I hope “Breaking Bad” keeps doing heist episodes every once in a while, because they show off the absolute best and worst of the characters, as well as the best of the creative team behind the show. By setting the stakes so unrealistically high, the characters must think in ways they would usually never think. While most heists onscreen usually unfold with the predictability of the plan, “Breaking Bad” always draws its heists out and adds in unexpected obstacles. In the aforementioned false-Heisenberg scheme, another bald man accidentally gets involved in the middle of the crime. In “Dead Fright,” the unexpected obstacle is Walt’s hubris, which becomes more frightening and unpredictable with every passing week.

Part of the robbery involved Vamonos Pest Control’s (this season’s Los Pollos Hermanos) Todd (Jesse Plemons) pumping water into the barrels as Jesse pumped methylamine out of the freight car. Meanwhile, Saul’s henchman (Bill Burr) blocked the train with his truck. Once the truck diversion can hold no longer, Walt still doesn’t have enough methylamine. Instead of settling for what he has, he insists that they keep pumping, despite the fact that Jesse is under the train and the train has started to move. We now know that Walt will sacrifice the people who care for him so he can get exactly what he wants. It’s not so much that Walt thinks he will get exactly what he wants, but that he will do anything for it. Surprisingly, this isn’t so different from the Walter White of season one. Remember the “I’ll do anything for my family” mantra? Well, now it’s just “I’ll do anything for myself.”

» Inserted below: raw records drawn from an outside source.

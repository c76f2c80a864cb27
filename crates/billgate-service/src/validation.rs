//! Declarative request validation
//!
//! A [`ValidationSpec`] is plain data: a list of field rules, each holding the
//! constraints that apply to one field. Specs are evaluated against the JSON
//! form of a bound value so the same engine serves every DTO.
//!
//! Field paths use dots for nesting and `*` to address every element of an
//! array (`rates.*.percent_fee`). Violations are reported with concrete
//! paths (`rates[2].percent_fee`).

use regex::Regex;
use serde::Serialize;
use serde_json::Value;
use std::fmt;
use std::sync::OnceLock;

/// String formats understood by [`Constraint::Format`]
#[derive(Debug, Clone, Copy, PartialEq, Eq)]
pub enum Format {
    Uuid,
    Email,
    Url,
    /// 24 hexadecimal characters
    ObjectId,
    /// ISO 3166-1 alpha-2 country code
    Alpha2,
}

impl Format {
    fn name(self) -> &'static str {
        match self {
            Format::Uuid => "uuid",
            Format::Email => "email",
            Format::Url => "url",
            Format::ObjectId => "objectid",
            Format::Alpha2 => "alpha2",
        }
    }

    fn matches(self, raw: &str) -> bool {
        match self {
            Format::Uuid => uuid::Uuid::parse_str(raw).is_ok(),
            Format::Email => email_regex().is_match(raw),
            Format::Url => url::Url::parse(raw)
                .map(|u| !u.cannot_be_a_base() && u.has_host())
                .unwrap_or(false),
            Format::ObjectId => raw.len() == 24 && raw.bytes().all(|b| b.is_ascii_hexdigit()),
            Format::Alpha2 => raw.len() == 2 && raw.bytes().all(|b| b.is_ascii_uppercase()),
        }
    }
}

fn email_regex() -> &'static Regex {
    static EMAIL: OnceLock<Regex> = OnceLock::new();
    EMAIL.get_or_init(|| {
        Regex::new(r"^[A-Za-z0-9._%+\-]+@[A-Za-z0-9\-]+(\.[A-Za-z0-9\-]+)+$")
            .expect("email pattern is valid")
    })
}

/// A single named constraint
#[derive(Debug, Clone, PartialEq)]
pub enum Constraint {
    /// Present and not the zero value (`""`, `0`, `false`, `[]`, `{}`)
    Required,
    Format(Format),
    /// Character count for strings, element count for arrays
    Length {
        min: Option<usize>,
        max: Option<usize>,
    },
    OneOf(Vec<String>),
    /// Inclusive numeric bounds
    Range { min: Option<f64>, max: Option<f64> },
    /// Required when the other field is set
    RequiredWith(String),
    /// Must be empty when the other field is set
    ExcludedWith(String),
}

impl Constraint {
    pub fn one_of<I, S>(values: I) -> Self
    where
        I: IntoIterator<Item = S>,
        S: Into<String>,
    {
        Constraint::OneOf(values.into_iter().map(Into::into).collect())
    }

    pub fn length(min: usize, max: usize) -> Self {
        Constraint::Length {
            min: Some(min),
            max: Some(max),
        }
    }

    pub fn min(min: f64) -> Self {
        Constraint::Range {
            min: Some(min),
            max: None,
        }
    }

    pub fn range(min: f64, max: f64) -> Self {
        Constraint::Range {
            min: Some(min),
            max: Some(max),
        }
    }
}

/// Constraints attached to one field path
#[derive(Debug, Clone, PartialEq)]
pub struct FieldRule {
    pub field: String,
    pub constraints: Vec<Constraint>,
}

/// One failed constraint
#[derive(Debug, Clone, PartialEq, Eq)]
pub struct Violation {
    pub field: String,
    pub constraint: String,
}

impl fmt::Display for Violation {
    fn fmt(&self, f: &mut fmt::Formatter<'_>) -> fmt::Result {
        write!(f, "{}: {}", self.field, self.constraint)
    }
}

/// Every violation found in one value, in rule order
#[derive(Debug, Clone, PartialEq, Eq, Default)]
pub struct Violations(Vec<Violation>);

impl Violations {
    pub fn is_empty(&self) -> bool {
        self.0.is_empty()
    }

    pub fn len(&self) -> usize {
        self.0.len()
    }

    pub fn iter(&self) -> impl Iterator<Item = &Violation> {
        self.0.iter()
    }

    /// Whether any violation concerns `field`
    pub fn contains_field(&self, field: &str) -> bool {
        self.0.iter().any(|v| v.field == field)
    }

    fn push(&mut self, field: &str, constraint: impl Into<String>) {
        self.0.push(Violation {
            field: field.to_string(),
            constraint: constraint.into(),
        });
    }
}

impl fmt::Display for Violations {
    fn fmt(&self, f: &mut fmt::Formatter<'_>) -> fmt::Result {
        for (i, violation) in self.0.iter().enumerate() {
            if i > 0 {
                f.write_str("; ")?;
            }
            write!(f, "{}", violation)?;
        }
        Ok(())
    }
}

impl std::error::Error for Violations {}

/// Ordered list of field rules
#[derive(Debug, Clone, Default, PartialEq)]
pub struct ValidationSpec {
    rules: Vec<FieldRule>,
}

impl ValidationSpec {
    pub fn new() -> Self {
        Self::default()
    }

    /// Add a rule for `field`
    pub fn field(
        mut self,
        field: impl Into<String>,
        constraints: impl IntoIterator<Item = Constraint>,
    ) -> Self {
        self.rules.push(FieldRule {
            field: field.into(),
            constraints: constraints.into_iter().collect(),
        });
        self
    }

    pub fn rules(&self) -> &[FieldRule] {
        &self.rules
    }

    /// Evaluate every rule against `value`, collecting all violations
    pub fn check(&self, value: &Value) -> Result<(), Violations> {
        let mut violations = Violations::default();

        for rule in &self.rules {
            let parent_path = parent_of(&rule.field);
            for (name, field_value) in resolve(value, &rule.field) {
                let scope = scope_for(value, parent_path, &name);
                for constraint in &rule.constraints {
                    check_constraint(constraint, &name, field_value, scope, &mut violations);
                }
            }
        }

        if violations.is_empty() {
            Ok(())
        } else {
            Err(violations)
        }
    }
}

/// Types that carry their own validation rules
pub trait Validate: Serialize {
    fn validation_spec() -> ValidationSpec;

    fn validate(&self) -> Result<(), Violations> {
        match serde_json::to_value(self) {
            Ok(value) => Self::validation_spec().check(&value),
            Err(_) => {
                let mut violations = Violations::default();
                violations.push("$", "serializable");
                Err(violations)
            }
        }
    }
}

fn check_constraint(
    constraint: &Constraint,
    name: &str,
    value: Option<&Value>,
    scope: Option<&Value>,
    violations: &mut Violations,
) {
    let present = value.map(is_set).unwrap_or(false);

    match constraint {
        Constraint::Required => {
            if !present {
                violations.push(name, "required");
            }
        }
        Constraint::RequiredWith(other) => {
            if !present && sibling_is_set(scope, other) {
                violations.push(name, format!("required_with={}", other));
            }
        }
        Constraint::ExcludedWith(other) => {
            if present && sibling_is_set(scope, other) {
                violations.push(name, format!("excluded_with={}", other));
            }
        }
        // Remaining constraints only look at values that are set.
        _ if !present => {}
        Constraint::Format(format) => {
            let ok = value
                .and_then(Value::as_str)
                .map(|raw| format.matches(raw))
                .unwrap_or(false);
            if !ok {
                violations.push(name, format.name());
            }
        }
        Constraint::Length { min, max } => {
            let len = match value {
                Some(Value::String(s)) => s.chars().count(),
                Some(Value::Array(items)) => items.len(),
                Some(Value::Object(map)) => map.len(),
                _ => 0,
            };
            if let Some(min) = min.filter(|min| len < *min) {
                violations.push(name, format!("min={}", min));
            } else if let Some(max) = max.filter(|max| len > *max) {
                violations.push(name, format!("max={}", max));
            }
        }
        Constraint::OneOf(allowed) => {
            let raw = match value {
                Some(Value::String(s)) => s.clone(),
                Some(other) => other.to_string(),
                None => String::new(),
            };
            if !allowed.iter().any(|a| *a == raw) {
                violations.push(name, format!("oneof={}", allowed.join(" ")));
            }
        }
        Constraint::Range { min, max } => match value.and_then(Value::as_f64) {
            Some(n) => {
                if let Some(min) = min.filter(|min| n < *min) {
                    violations.push(name, format!("gte={}", min));
                } else if let Some(max) = max.filter(|max| n > *max) {
                    violations.push(name, format!("lte={}", max));
                }
            }
            None => violations.push(name, "numeric"),
        },
    }
}

/// Whether a value differs from its zero value
fn is_set(value: &Value) -> bool {
    match value {
        Value::Null => false,
        Value::Bool(b) => *b,
        Value::Number(n) => n.as_f64().map(|f| f != 0.0).unwrap_or(true),
        Value::String(s) => !s.is_empty(),
        Value::Array(items) => !items.is_empty(),
        Value::Object(map) => !map.is_empty(),
    }
}

fn sibling_is_set(scope: Option<&Value>, other: &str) -> bool {
    scope
        .and_then(|s| s.get(other))
        .map(is_set)
        .unwrap_or(false)
}

fn parent_of(path: &str) -> Option<&str> {
    path.rsplit_once('.').map(|(parent, _)| parent)
}

/// Object holding the field `name`, used for cross-field lookups
fn scope_for<'a>(root: &'a Value, parent_path: Option<&str>, name: &str) -> Option<&'a Value> {
    let Some(parent_path) = parent_path else {
        return Some(root);
    };

    let concrete_parent = name.rsplit_once('.').map(|(parent, _)| parent)?;
    resolve(root, parent_path)
        .into_iter()
        .find(|(resolved, _)| resolved == concrete_parent)
        .and_then(|(_, v)| v)
}

/// Expand a rule path into concrete `(name, value)` pairs
fn resolve<'a>(root: &'a Value, path: &str) -> Vec<(String, Option<&'a Value>)> {
    let mut current: Vec<(String, Option<&'a Value>)> = vec![(String::new(), Some(root))];

    for segment in path.split('.') {
        let mut next = Vec::new();
        for (name, value) in current {
            if segment == "*" {
                if let Some(Value::Array(items)) = value {
                    for (i, item) in items.iter().enumerate() {
                        next.push((format!("{}[{}]", name, i), Some(item)));
                    }
                }
                continue;
            }

            let child = value.and_then(|v| v.get(segment));
            let child_name = if name.is_empty() {
                segment.to_string()
            } else {
                format!("{}.{}", name, segment)
            };
            next.push((child_name, child));
        }
        current = next;
    }

    current
}
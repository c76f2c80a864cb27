//! Role-Based Access Control (RBAC)
//!
//! The policy maps a role to the `(resource, action)` pairs it may use.
//! Resources are matched route templates (`/admin/api/v1/reports/file`),
//! actions are lowercase HTTP methods. The policy is loaded once at start;
//! role inheritance is flattened at load time so evaluation never walks
//! the hierarchy and never needs mutable access.

use serde::Deserialize;
use std::collections::{HashMap, HashSet};
use std::fmt;
use std::path::Path;
use tracing::{debug, info};

/// Permission on a resource pattern
///
/// `*` matches any resource or action. A resource ending in `*` matches
/// every resource starting with the part before it.
#[derive(Debug, Clone, PartialEq, Eq, Hash)]
pub struct Permission {
    pub resource: String,
    pub action: String,
}

impl Permission {
    /// Create a new permission
    pub fn new(resource: impl Into<String>, action: impl Into<String>) -> Self {
        Self {
            resource: resource.into(),
            action: action.into().to_ascii_lowercase(),
        }
    }

    /// Parse `resource:action`
    ///
    /// The last colon separates the action, so resources may contain colons.
    pub fn from_string(s: &str) -> Result<Self, RbacError> {
        match s.rsplit_once(':') {
            Some((resource, action)) if !resource.is_empty() && !action.is_empty() => {
                Ok(Permission::new(resource, action))
            }
            _ => Err(RbacError::InvalidPermissionFormat(s.to_string())),
        }
    }

    /// Whether this permission grants `action` on `resource`
    pub fn matches(&self, resource: &str, action: &str) -> bool {
        let resource_match = match self.resource.strip_suffix('*') {
            Some("") => true,
            Some(prefix) => resource.starts_with(prefix),
            None => self.resource == resource,
        };
        let action_match = self.action == "*" || self.action.eq_ignore_ascii_case(action);
        resource_match && action_match
    }
}

impl fmt::Display for Permission {
    fn fmt(&self, f: &mut fmt::Formatter<'_>) -> fmt::Result {
        write!(f, "{}:{}", self.resource, self.action)
    }
}

/// Role definition as written in the policy file
#[derive(Debug, Clone, Deserialize)]
pub struct Role {
    /// Role name
    pub name: String,

    /// Role description
    #[serde(default)]
    pub description: Option<String>,

    /// Permissions in `resource:action` form
    #[serde(default)]
    pub permissions: Vec<String>,

    /// Parent roles (for role hierarchy)
    #[serde(default, alias = "inherits")]
    pub inherits_from: Vec<String>,
}

impl Role {
    /// Create a new role
    pub fn new(name: impl Into<String>) -> Self {
        Self {
            name: name.into(),
            description: None,
            permissions: Vec::new(),
            inherits_from: Vec::new(),
        }
    }

    /// Grant `resource:action`
    pub fn allow(mut self, resource: impl Into<String>, action: impl Into<String>) -> Self {
        self.permissions
            .push(format!("{}:{}", resource.into(), action.into()));
        self
    }

    /// Inherit every permission of `parent`
    pub fn inherit(mut self, parent: impl Into<String>) -> Self {
        self.inherits_from.push(parent.into());
        self
    }
}

#[derive(Debug, Deserialize)]
struct PolicyFile {
    #[serde(default)]
    roles: Vec<Role>,
}

/// Read-only RBAC policy
#[derive(Debug, Clone, Default)]
pub struct RbacPolicy {
    /// Role name to its flattened permission set
    permissions: HashMap<String, Vec<Permission>>,
}

impl RbacPolicy {
    /// Build a policy, flattening inheritance
    pub fn from_roles(roles: Vec<Role>) -> Result<Self, RbacError> {
        let mut definitions: HashMap<String, Role> = HashMap::new();
        for role in roles {
            if role.name.is_empty() {
                return Err(RbacError::InvalidRole("role name cannot be empty".to_string()));
            }
            if definitions.contains_key(&role.name) {
                return Err(RbacError::DuplicateRole(role.name));
            }
            definitions.insert(role.name.clone(), role);
        }

        let mut permissions = HashMap::new();
        for name in definitions.keys() {
            let mut collected = HashSet::new();
            let mut path = Vec::new();
            collect_permissions(name, &definitions, &mut path, &mut collected)?;

            let mut flattened: Vec<Permission> = collected.into_iter().collect();
            flattened.sort_by(|a, b| a.to_string().cmp(&b.to_string()));
            debug!(role = %name, permissions = flattened.len(), "Role loaded");
            permissions.insert(name.clone(), flattened);
        }

        Ok(Self { permissions })
    }

    /// Parse a TOML policy document
    pub fn from_toml_str(raw: &str) -> Result<Self, RbacError> {
        let file: PolicyFile = toml::from_str(raw)?;
        Self::from_roles(file.roles)
    }

    /// Load the policy file at `path`
    pub fn load(path: &Path) -> Result<Self, RbacError> {
        let raw = std::fs::read_to_string(path)?;
        let policy = Self::from_toml_str(&raw)?;
        info!(path = %path.display(), roles = policy.permissions.len(), "RBAC policy loaded");
        Ok(policy)
    }

    /// Decide whether `role` may perform `action` on `resource`
    ///
    /// Unknown roles, including the empty role, are denied.
    pub fn allowed(&self, role: &str, resource: &str, action: &str) -> bool {
        self.permissions
            .get(role)
            .map(|perms| perms.iter().any(|p| p.matches(resource, action)))
            .unwrap_or(false)
    }

    /// Names of all known roles
    pub fn roles(&self) -> impl Iterator<Item = &str> {
        self.permissions.keys().map(String::as_str)
    }

    /// Flattened permissions of `role`
    pub fn permissions_of(&self, role: &str) -> Option<&[Permission]> {
        self.permissions.get(role).map(Vec::as_slice)
    }
}

fn collect_permissions(
    name: &str,
    definitions: &HashMap<String, Role>,
    path: &mut Vec<String>,
    collected: &mut HashSet<Permission>,
) -> Result<(), RbacError> {
    if path.iter().any(|seen| seen == name) {
        path.push(name.to_string());
        return Err(RbacError::CircularInheritance(path.join(" -> ")));
    }

    let role = definitions
        .get(name)
        .ok_or_else(|| RbacError::RoleNotFound(name.to_string()))?;

    for raw in &role.permissions {
        collected.insert(Permission::from_string(raw)?);
    }

    path.push(name.to_string());
    for parent in &role.inherits_from {
        collect_permissions(parent, definitions, path, collected)?;
    }
    path.pop();

    Ok(())
}

/// RBAC errors
#[derive(Debug, thiserror::Error)]
pub enum RbacError {
    #[error("Invalid permission format: {0}. Expected format: resource:action")]
    InvalidPermissionFormat(String),

    #[error("Invalid role: {0}")]
    InvalidRole(String),

    #[error("Role not found: {0}")]
    RoleNotFound(String),

    #[error("Role defined more than once: {0}")]
    DuplicateRole(String),

    #[error("Circular role inheritance detected: {0}")]
    CircularInheritance(String),

    #[error("Failed to read policy file: {0}")]
    Io(#[from] std::io::Error),

    #[error("Failed to parse policy file: {0}")]
    Parse(#[from] toml::de::Error),
}
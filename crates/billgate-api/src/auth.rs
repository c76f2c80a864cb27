//! Authentication and authorization middleware
//!
//! Each route group is wrapped in [`authenticate`] with its [`RouteGroup`].
//! The middleware buffers the body, resolves the caller identity for the
//! group's trust tier and the pagination cursor, and stores them in a
//! [`RequestContext`]. Groups that require authorization are additionally
//! wrapped in [`authorize`], which runs after authentication and before any
//! handler code.

use axum::{
    body::Body,
    extract::{MatchedPath, Request, State},
    http::{header::AUTHORIZATION, HeaderMap},
    middleware::Next,
    response::Response,
};
use billgate_backend::{billing, proto::GetProjectRequest, BillingService};
use billgate_core::{Cursor, Identity, PaginationConfig, RouteGroup};
use bytes::Bytes;
use secrecy::{ExposeSecret, SecretString};
use std::fmt;
use std::sync::Arc;
use thiserror::Error;
use tracing::{debug, warn};

use crate::adapter::{Deadline, ServiceCaller};
use crate::binding::query_pairs;
use crate::config::GatewayConfig;
use crate::context::RequestContext;
use crate::error::{ApiError, ErrorKind};
use crate::jwt::{JwtConfig, JwtConfigError, JwtManager, TokenError};
use crate::rbac::RbacPolicy;
use crate::signature::{verify_hex, TokenVerifier};

/// Header carrying the webhook payload signature
pub const WEBHOOK_SIGNATURE_HEADER: &str = "x-webhook-signature";

/// Header carrying the signing project id
pub const PROJECT_ID_HEADER: &str = "x-project-id";

/// Header carrying the project payload signature
pub const PROJECT_SIGNATURE_HEADER: &str = "x-signature";

/// Header carrying the internal system credential
pub const SYSTEM_TOKEN_HEADER: &str = "x-system-token";

/// Shared state of the authentication and authorization layers
#[derive(Clone)]
pub struct AuthState {
    inner: Arc<AuthInner>,
}

struct AuthInner {
    jwt: Option<JwtManager>,
    policy: Arc<RbacPolicy>,
    billing: Arc<dyn BillingService>,
    caller: ServiceCaller,
    webhook_secret: SecretString,
    system_token: TokenVerifier,
    pagination: PaginationConfig,
    max_body_bytes: usize,
    disable_authn: bool,
    disable_authz: bool,
}

/// Errors raised while building [`AuthState`]
#[derive(Debug, Error)]
pub enum AuthSetupError {
    #[error("Invalid identity provider configuration: {0}")]
    Jwt(#[from] JwtConfigError),

    #[error("Failed to initialise the system credential verifier")]
    Random,
}

impl AuthState {
    /// Build the authentication state from configuration
    ///
    /// Bearer validation is only set up when authentication is enabled.
    pub fn new(
        config: &GatewayConfig,
        policy: Arc<RbacPolicy>,
        billing: Arc<dyn BillingService>,
    ) -> Result<Self, AuthSetupError> {
        let jwt = if config.auth.disable_authn {
            None
        } else {
            let idp = &config.identity_provider;
            Some(JwtManager::new(
                JwtConfig::new(idp.signing_secret.expose_secret().clone())
                    .with_issuer(idp.issuer.clone())
                    .with_audience(idp.client_id.clone())
                    .with_leeway(idp.leeway_secs),
            )?)
        };

        let system_token = TokenVerifier::new(config.auth.system_token.expose_secret())
            .map_err(|_| AuthSetupError::Random)?;

        if config.auth.disable_authn {
            warn!("Authentication is DISABLED - every request runs with an empty identity");
        }
        if config.auth.disable_authz {
            warn!("Authorization is DISABLED - the RBAC policy is not enforced");
        }

        Ok(Self {
            inner: Arc::new(AuthInner {
                jwt,
                policy,
                billing,
                caller: ServiceCaller::from_config(&config.backend),
                webhook_secret: config.auth.webhook_secret.clone(),
                system_token,
                pagination: config.pagination,
                max_body_bytes: config.max_body_bytes,
                disable_authn: config.auth.disable_authn,
                disable_authz: config.auth.disable_authz,
            }),
        })
    }

    /// RBAC policy in force
    pub fn policy(&self) -> &RbacPolicy {
        &self.inner.policy
    }

    /// Resolve the identity of a request in `group`
    pub async fn identify(
        &self,
        group: RouteGroup,
        headers: &HeaderMap,
        body: &Bytes,
    ) -> Result<Identity, ApiError> {
        if self.inner.disable_authn {
            return Ok(Identity::anonymous());
        }

        match group {
            RouteGroup::Common => Ok(Identity::anonymous()),
            RouteGroup::WebHook => self.identify_webhook(headers, body),
            RouteGroup::AuthProject => self.identify_project(headers, body).await,
            RouteGroup::AuthUser => self.identify_user(headers),
            RouteGroup::SystemUser => self.identify_system(headers),
        }
    }

    fn identify_webhook(&self, headers: &HeaderMap, body: &Bytes) -> Result<Identity, ApiError> {
        let signature = header_str(headers, WEBHOOK_SIGNATURE_HEADER)
            .ok_or(AuthError::MissingSignature)?;

        if !verify_hex(
            self.inner.webhook_secret.expose_secret().as_bytes(),
            body,
            signature,
        ) {
            return Err(AuthError::InvalidSignature.into());
        }

        Ok(Identity::anonymous())
    }

    async fn identify_project(
        &self,
        headers: &HeaderMap,
        body: &Bytes,
    ) -> Result<Identity, ApiError> {
        let project_id = header_str(headers, PROJECT_ID_HEADER)
            .filter(|id| !id.is_empty())
            .ok_or(AuthError::MissingProject)?;
        let signature = header_str(headers, PROJECT_SIGNATURE_HEADER)
            .ok_or(AuthError::MissingSignature)?;

        let request = GetProjectRequest {
            project_id: project_id.to_string(),
        };
        let billing = &self.inner.billing;
        let response = self
            .inner
            .caller
            .call(
                billing::SERVICE_NAME,
                "GetProject",
                request,
                Deadline::Default,
                |req| billing.get_project(req),
            )
            .await
            .map_err(|e| match e.kind() {
                ErrorKind::Business => AuthError::UnknownProject.into(),
                _ => e,
            })?;

        let project = response.item.ok_or(AuthError::UnknownProject)?;

        if !verify_hex(project.secret_key.as_bytes(), body, signature) {
            return Err(AuthError::InvalidSignature.into());
        }

        debug!(project_id = %project.id, "Project authenticated");
        Ok(Identity::project(project.id, project.merchant_id))
    }

    fn identify_user(&self, headers: &HeaderMap) -> Result<Identity, ApiError> {
        let jwt = self.inner.jwt.as_ref().ok_or(AuthError::InvalidToken)?;

        let header = header_str(headers, AUTHORIZATION.as_str()).ok_or(AuthError::MissingToken)?;
        let token =
            JwtManager::extract_token_from_header(header).map_err(|_| AuthError::InvalidToken)?;

        let claims = jwt.validate_token(token).map_err(|e| match e {
            TokenError::Expired => AuthError::ExpiredToken,
            other => {
                debug!(error = %other, "Bearer token rejected");
                AuthError::InvalidToken
            }
        })?;

        debug!("User authenticated: {}", claims.sub);
        Ok(claims.into())
    }

    fn identify_system(&self, headers: &HeaderMap) -> Result<Identity, ApiError> {
        let token = header_str(headers, SYSTEM_TOKEN_HEADER).ok_or(AuthError::MissingCredential)?;

        if !self.inner.system_token.verify(token) {
            return Err(AuthError::InvalidCredential.into());
        }

        Ok(Identity::system())
    }
}

impl fmt::Debug for AuthState {
    fn fmt(&self, f: &mut fmt::Formatter<'_>) -> fmt::Result {
        f.debug_struct("AuthState")
            .field("jwt", &self.inner.jwt)
            .field("disable_authn", &self.inner.disable_authn)
            .field("disable_authz", &self.inner.disable_authz)
            .finish()
    }
}

fn header_str<'a>(headers: &'a HeaderMap, name: &str) -> Option<&'a str> {
    headers.get(name).and_then(|h| h.to_str().ok())
}

/// Authentication middleware for one route group
///
/// # Usage
///
/// ```rust,ignore
/// let app = Router::new()
///     .route("/admin/api/v1/payouts", get(list_payouts))
///     .route_layer(middleware::from_fn_with_state(
///         (auth_state.clone(), RouteGroup::AuthUser),
///         authenticate,
///     ));
/// ```
pub async fn authenticate(
    State((auth, group)): State<(AuthState, RouteGroup)>,
    request: Request,
    next: Next,
) -> Result<Response, ApiError> {
    let (parts, body) = request.into_parts();

    let raw_body = axum::body::to_bytes(body, auth.inner.max_body_bytes)
        .await
        .map_err(|e| {
            debug!(error = %e, "Failed to read request body");
            ApiError::binding()
        })?;

    let identity = auth.identify(group, &parts.headers, &raw_body).await?;

    let query = query_pairs(parts.uri.query());
    let cursor = Cursor::from_query(&query, &auth.inner.pagination);

    let mut request = Request::from_parts(parts, Body::from(raw_body.clone()));
    request
        .extensions_mut()
        .insert(RequestContext::new(identity, cursor, raw_body));

    Ok(next.run(request).await)
}

/// Authorization middleware
///
/// Resource is the matched route template, action the lowercase method.
pub async fn authorize(
    State(auth): State<AuthState>,
    request: Request,
    next: Next,
) -> Result<Response, ApiError> {
    if auth.inner.disable_authz {
        return Ok(next.run(request).await);
    }

    let resource = request
        .extensions()
        .get::<MatchedPath>()
        .map(|p| p.as_str().to_string())
        .unwrap_or_else(|| request.uri().path().to_string());
    let action = request.method().as_str().to_ascii_lowercase();

    let role = request
        .extensions()
        .get::<RequestContext>()
        .map(|ctx| ctx.identity.role.clone())
        .unwrap_or_default();

    if !auth.inner.policy.allowed(&role, &resource, &action) {
        warn!(role = %role, resource = %resource, action = %action, "Access denied");
        return Err(AuthError::InsufficientPermissions.into());
    }

    Ok(next.run(request).await)
}

/// Authentication errors
#[derive(Debug, Clone, Copy, PartialEq, Eq)]
pub enum AuthError {
    /// Missing bearer token
    MissingToken,

    /// Invalid token format or signature
    InvalidToken,

    /// Token has expired
    ExpiredToken,

    /// Missing payload signature header
    MissingSignature,

    /// Payload signature does not match
    InvalidSignature,

    /// Missing project id header
    MissingProject,

    /// Project id unknown to the billing backend
    UnknownProject,

    /// Missing system credential
    MissingCredential,

    /// System credential does not match
    InvalidCredential,

    /// Caller lacks the required permission
    InsufficientPermissions,
}

impl fmt::Display for AuthError {
    fn fmt(&self, f: &mut fmt::Formatter<'_>) -> fmt::Result {
        match self {
            AuthError::MissingToken => write!(f, "Missing authentication token"),
            AuthError::InvalidToken => write!(f, "Invalid authentication token"),
            AuthError::ExpiredToken => write!(f, "Authentication token has expired"),
            AuthError::MissingSignature => write!(f, "Missing request signature"),
            AuthError::InvalidSignature => write!(f, "Invalid request signature"),
            AuthError::MissingProject => write!(f, "Missing project id"),
            AuthError::UnknownProject => write!(f, "Unknown project"),
            AuthError::MissingCredential => write!(f, "Missing system credential"),
            AuthError::InvalidCredential => write!(f, "Invalid system credential"),
            AuthError::InsufficientPermissions => write!(f, "Insufficient permissions"),
        }
    }
}

impl std::error::Error for AuthError {}

impl From<AuthError> for ApiError {
    fn from(err: AuthError) -> Self {
        match err {
            AuthError::InsufficientPermissions => ApiError::forbidden(err.to_string()),
            _ => ApiError::unauthorized(err.to_string()),
        }
    }
}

The second the phrase “train robbery” was mentioned, I got giddy in the kind of way that a twenty-year-old probably shouldn’t. John Ford would be proud of those stunning shots of the railroad slicing through the wide open desert. The cowboys of the old frontier would rob trains for money and any other supplies they needed to live off of. That is what Walter was doing. But then again, they could have cooked with cough syrup. Clearly, Walt is still a man who thrives off of the idea of danger.

Speaking of western motifs, the Jesse James comparison came up once again. A few weeks ago, Mike tells Walt, “just because you shot Jesse James, doesn’t mean you are Jesse James.” But with this train robbery, Jesse James comes back once again. If anything, comparing Gus to Jesse James and Walt to Robert Ford might make a little more sense. If “The Assassination of Jesse James by the Coward Robert Ford” taught me anything (besides the fact that snow looks pretty), it’s that Jesse James was still a hero despite being an outlaw, and even if his death would be better for the country’s safety, he would be missed by many. However, at this point I doubt that Walter White will be missed by anyone if someone pulls the trigger on him. If that was to happen, I am still betting that Jesse will take on the role of Robert Ford in this modern western folktale.

As the train passes over Jesse, barely missing him, I squirmed in fear that the show might off him in that moment. Because that’s how good “Breaking Bad” is: even when you know it’s not the right moment to kill a character off, you still get the feeling that any moment could lead to their demise. But after the robbery turns out to be a success, Jesse gets to yell “yeah, bitch!” This is his equivalent of a battle call of victory.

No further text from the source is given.